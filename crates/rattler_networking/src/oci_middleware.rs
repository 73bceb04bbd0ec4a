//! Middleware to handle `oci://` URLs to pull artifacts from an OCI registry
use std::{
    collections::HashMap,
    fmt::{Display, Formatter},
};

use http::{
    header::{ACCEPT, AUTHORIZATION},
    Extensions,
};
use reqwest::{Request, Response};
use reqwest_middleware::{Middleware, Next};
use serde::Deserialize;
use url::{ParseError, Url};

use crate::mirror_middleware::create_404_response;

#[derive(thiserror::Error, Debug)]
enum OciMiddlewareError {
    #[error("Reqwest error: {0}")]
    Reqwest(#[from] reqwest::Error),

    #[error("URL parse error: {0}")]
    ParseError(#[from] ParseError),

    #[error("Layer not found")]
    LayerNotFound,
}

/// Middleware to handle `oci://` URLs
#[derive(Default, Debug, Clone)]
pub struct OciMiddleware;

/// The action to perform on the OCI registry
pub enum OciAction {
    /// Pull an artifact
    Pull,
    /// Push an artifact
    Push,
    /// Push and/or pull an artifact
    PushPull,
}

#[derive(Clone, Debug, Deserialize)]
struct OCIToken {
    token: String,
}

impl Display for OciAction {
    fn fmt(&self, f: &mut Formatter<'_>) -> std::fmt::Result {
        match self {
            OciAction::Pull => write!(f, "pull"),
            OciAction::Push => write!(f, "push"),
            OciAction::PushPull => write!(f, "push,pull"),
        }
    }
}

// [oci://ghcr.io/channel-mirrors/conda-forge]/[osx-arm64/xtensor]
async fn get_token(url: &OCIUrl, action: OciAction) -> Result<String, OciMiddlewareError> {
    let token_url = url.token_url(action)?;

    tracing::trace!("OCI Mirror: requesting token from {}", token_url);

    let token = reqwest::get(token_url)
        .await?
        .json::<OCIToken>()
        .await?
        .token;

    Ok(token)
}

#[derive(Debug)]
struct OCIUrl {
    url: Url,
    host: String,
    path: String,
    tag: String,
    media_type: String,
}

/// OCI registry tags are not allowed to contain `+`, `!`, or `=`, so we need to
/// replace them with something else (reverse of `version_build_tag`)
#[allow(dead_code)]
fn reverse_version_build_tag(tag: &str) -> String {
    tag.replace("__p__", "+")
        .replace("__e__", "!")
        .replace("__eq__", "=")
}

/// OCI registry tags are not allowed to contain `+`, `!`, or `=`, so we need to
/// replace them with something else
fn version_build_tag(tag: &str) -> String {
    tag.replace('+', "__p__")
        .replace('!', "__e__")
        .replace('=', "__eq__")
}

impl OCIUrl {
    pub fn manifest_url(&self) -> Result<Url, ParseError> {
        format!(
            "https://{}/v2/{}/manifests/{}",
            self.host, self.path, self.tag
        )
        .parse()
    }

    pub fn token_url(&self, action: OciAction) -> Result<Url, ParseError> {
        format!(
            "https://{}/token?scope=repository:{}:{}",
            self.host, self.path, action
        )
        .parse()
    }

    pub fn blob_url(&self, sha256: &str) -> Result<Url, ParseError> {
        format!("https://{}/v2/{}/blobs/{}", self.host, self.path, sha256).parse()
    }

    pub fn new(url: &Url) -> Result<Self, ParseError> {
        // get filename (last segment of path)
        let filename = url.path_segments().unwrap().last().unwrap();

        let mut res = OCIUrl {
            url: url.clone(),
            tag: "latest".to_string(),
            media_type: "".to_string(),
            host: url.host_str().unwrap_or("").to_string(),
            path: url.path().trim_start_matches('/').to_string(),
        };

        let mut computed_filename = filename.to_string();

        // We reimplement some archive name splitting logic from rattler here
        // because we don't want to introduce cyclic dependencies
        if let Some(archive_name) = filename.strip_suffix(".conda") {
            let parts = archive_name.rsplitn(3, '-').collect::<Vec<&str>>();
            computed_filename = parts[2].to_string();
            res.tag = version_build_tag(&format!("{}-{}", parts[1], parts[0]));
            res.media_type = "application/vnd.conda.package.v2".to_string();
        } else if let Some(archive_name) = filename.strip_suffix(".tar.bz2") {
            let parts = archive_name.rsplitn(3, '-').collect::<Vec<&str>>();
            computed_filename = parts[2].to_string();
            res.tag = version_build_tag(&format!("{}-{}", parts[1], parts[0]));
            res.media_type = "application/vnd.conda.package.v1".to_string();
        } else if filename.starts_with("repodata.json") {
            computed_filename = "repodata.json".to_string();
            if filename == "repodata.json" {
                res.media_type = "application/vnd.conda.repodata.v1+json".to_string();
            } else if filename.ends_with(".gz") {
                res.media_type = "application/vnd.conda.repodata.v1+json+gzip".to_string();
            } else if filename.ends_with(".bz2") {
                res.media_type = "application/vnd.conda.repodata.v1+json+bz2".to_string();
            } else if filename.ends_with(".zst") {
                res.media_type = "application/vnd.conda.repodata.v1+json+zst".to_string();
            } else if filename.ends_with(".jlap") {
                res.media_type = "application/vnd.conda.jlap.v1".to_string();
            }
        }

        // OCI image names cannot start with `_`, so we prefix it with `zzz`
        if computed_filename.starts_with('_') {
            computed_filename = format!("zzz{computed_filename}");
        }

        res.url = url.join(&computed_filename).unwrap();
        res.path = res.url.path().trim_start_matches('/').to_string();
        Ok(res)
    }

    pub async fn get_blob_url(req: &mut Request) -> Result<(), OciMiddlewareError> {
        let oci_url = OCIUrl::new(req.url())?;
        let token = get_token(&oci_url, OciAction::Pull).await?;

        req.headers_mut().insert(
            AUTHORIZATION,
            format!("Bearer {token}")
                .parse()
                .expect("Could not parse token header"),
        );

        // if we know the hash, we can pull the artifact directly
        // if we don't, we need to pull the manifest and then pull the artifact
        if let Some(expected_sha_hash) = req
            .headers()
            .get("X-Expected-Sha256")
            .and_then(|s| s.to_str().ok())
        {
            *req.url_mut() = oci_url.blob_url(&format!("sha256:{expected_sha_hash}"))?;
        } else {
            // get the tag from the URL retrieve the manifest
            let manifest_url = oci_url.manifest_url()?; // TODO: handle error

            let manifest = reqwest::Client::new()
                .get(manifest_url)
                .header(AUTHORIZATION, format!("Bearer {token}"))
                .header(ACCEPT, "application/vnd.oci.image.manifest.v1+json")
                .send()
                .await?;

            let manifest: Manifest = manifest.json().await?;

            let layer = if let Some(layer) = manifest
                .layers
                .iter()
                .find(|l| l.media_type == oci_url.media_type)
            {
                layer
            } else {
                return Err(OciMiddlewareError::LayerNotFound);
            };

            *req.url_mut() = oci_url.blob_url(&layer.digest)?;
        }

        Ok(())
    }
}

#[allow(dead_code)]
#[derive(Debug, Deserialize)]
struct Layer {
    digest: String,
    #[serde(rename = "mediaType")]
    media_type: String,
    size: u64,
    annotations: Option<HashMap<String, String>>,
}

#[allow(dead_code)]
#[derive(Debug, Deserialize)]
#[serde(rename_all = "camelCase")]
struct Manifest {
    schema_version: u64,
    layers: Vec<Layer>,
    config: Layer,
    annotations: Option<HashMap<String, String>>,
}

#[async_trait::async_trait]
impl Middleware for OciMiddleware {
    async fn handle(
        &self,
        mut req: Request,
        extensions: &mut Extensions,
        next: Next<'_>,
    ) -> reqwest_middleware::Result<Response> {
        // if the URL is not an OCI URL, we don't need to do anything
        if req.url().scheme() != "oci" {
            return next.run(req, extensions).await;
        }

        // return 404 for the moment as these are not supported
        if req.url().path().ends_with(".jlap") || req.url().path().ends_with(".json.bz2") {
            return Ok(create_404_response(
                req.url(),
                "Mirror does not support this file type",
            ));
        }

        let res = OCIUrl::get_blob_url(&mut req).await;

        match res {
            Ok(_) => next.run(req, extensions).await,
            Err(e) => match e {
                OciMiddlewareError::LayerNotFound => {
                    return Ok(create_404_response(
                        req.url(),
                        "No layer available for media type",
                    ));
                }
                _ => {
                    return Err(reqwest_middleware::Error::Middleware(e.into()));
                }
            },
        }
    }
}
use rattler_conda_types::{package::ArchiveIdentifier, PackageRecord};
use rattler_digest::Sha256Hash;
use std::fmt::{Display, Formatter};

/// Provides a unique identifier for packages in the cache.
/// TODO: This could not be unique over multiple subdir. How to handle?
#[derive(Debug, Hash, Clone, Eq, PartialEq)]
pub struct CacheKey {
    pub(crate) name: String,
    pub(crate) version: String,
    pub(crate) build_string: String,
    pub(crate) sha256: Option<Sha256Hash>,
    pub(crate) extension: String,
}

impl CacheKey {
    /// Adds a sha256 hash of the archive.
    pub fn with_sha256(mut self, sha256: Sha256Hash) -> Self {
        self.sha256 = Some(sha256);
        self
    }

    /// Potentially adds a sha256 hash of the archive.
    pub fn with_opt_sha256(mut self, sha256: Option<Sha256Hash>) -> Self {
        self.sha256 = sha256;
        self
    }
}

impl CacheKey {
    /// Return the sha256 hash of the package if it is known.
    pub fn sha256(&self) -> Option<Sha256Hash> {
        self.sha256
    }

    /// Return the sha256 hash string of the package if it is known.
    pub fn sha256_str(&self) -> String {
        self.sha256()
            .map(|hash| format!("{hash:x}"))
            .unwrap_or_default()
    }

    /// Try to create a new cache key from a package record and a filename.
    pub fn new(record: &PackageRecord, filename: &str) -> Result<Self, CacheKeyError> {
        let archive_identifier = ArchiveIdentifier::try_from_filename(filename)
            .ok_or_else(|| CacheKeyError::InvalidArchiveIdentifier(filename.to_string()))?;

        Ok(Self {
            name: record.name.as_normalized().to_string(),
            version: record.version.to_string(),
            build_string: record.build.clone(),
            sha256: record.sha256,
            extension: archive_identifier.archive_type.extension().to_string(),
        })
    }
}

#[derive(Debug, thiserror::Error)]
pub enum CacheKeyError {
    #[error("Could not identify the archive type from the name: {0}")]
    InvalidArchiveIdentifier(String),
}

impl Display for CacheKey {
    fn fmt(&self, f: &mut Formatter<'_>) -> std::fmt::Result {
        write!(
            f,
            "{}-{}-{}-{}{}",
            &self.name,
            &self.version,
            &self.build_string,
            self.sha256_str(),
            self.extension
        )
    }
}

☆ ☆ ☆ ☆ ☆ ☆ ☆

**WORK REQUIRED**
Would you copy every line of the entries that includes the word "TODO"?

**RESPONSE**
            let manifest_url = oci_url.manifest_url()?; // TODO: handle error
/// TODO: This could not be unique over multiple subdir. How to handle?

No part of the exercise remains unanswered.